◆ **TASK TO CARRY OUT**
Take each line of the entries below that contains "cors" and copy it.

◆ **ENTRIES PROVIDED**
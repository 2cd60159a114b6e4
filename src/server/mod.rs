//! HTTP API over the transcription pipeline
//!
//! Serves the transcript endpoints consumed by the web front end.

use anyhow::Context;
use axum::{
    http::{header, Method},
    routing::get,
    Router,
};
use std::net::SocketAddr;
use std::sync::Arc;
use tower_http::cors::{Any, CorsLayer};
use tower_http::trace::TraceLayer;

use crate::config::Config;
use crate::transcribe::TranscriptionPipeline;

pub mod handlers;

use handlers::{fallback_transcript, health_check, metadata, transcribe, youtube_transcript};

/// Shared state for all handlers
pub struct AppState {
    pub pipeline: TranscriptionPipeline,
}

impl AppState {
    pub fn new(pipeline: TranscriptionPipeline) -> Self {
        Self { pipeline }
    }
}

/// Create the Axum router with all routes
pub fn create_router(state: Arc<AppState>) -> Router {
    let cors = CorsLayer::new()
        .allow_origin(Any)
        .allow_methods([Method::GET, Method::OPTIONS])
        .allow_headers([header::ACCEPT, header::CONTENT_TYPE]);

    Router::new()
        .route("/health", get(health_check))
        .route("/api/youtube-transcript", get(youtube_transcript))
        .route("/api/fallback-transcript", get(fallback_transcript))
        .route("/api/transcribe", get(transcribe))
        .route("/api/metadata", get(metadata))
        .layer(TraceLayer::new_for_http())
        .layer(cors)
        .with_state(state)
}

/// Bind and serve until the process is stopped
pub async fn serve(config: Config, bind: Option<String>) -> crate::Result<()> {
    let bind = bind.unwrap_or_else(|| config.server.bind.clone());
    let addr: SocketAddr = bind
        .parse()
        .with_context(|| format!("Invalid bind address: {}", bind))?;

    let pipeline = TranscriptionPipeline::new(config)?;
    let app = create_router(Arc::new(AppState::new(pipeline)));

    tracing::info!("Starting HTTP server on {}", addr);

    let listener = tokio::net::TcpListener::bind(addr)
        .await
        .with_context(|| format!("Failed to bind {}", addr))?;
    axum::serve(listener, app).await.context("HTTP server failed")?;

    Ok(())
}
...
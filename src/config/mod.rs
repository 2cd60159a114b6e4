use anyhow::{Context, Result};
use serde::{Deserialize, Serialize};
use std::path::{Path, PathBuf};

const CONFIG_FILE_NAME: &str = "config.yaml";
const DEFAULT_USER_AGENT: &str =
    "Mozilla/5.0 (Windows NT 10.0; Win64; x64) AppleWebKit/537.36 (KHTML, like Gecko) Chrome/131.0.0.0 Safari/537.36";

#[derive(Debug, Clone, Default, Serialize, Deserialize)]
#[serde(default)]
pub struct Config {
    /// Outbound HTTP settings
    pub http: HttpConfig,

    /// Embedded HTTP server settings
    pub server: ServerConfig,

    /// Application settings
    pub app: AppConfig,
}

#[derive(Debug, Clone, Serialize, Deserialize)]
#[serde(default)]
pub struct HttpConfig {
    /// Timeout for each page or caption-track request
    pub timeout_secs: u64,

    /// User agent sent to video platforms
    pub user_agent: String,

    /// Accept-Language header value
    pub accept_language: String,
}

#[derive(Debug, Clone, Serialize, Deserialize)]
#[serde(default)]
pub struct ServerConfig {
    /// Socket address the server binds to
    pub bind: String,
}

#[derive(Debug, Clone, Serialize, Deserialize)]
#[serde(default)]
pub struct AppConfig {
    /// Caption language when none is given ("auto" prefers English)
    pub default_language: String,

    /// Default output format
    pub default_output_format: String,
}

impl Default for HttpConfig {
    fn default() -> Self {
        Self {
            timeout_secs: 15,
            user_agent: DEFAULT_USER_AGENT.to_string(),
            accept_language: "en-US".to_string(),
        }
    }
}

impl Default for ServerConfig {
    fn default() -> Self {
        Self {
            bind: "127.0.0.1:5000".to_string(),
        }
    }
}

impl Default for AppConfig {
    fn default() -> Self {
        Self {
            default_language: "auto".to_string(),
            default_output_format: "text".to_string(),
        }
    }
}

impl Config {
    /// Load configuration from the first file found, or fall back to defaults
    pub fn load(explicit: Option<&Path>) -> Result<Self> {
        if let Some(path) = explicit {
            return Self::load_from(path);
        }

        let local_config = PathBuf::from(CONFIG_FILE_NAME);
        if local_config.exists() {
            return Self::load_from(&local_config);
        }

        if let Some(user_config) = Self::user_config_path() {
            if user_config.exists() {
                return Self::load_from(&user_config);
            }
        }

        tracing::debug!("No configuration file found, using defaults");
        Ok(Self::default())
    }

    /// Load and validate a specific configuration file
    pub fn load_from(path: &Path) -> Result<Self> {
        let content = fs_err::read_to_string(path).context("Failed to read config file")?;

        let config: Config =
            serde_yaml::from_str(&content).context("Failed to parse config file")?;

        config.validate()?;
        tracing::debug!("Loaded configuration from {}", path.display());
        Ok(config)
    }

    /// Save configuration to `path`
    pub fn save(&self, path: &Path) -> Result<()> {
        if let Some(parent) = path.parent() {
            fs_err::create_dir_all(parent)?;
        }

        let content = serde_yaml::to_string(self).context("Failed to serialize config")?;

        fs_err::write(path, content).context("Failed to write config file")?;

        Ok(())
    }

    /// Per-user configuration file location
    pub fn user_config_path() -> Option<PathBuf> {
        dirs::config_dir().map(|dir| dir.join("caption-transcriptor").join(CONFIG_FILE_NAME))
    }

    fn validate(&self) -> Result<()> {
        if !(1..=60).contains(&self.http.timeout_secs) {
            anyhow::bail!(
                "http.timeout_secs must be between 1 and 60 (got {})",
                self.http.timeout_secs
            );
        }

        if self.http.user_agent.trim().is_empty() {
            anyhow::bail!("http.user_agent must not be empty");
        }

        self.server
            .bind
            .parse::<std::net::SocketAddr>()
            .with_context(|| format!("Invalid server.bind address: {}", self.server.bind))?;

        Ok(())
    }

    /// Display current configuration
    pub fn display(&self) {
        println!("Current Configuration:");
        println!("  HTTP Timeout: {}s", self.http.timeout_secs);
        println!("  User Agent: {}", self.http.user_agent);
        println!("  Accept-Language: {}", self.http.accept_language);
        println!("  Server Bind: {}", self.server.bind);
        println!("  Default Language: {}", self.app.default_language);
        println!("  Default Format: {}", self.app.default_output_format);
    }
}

◆ **ANSWER TO THE EXERCISE**
use tower_http::cors::{Any, CorsLayer};
    let cors = CorsLayer::new()
        .layer(cors)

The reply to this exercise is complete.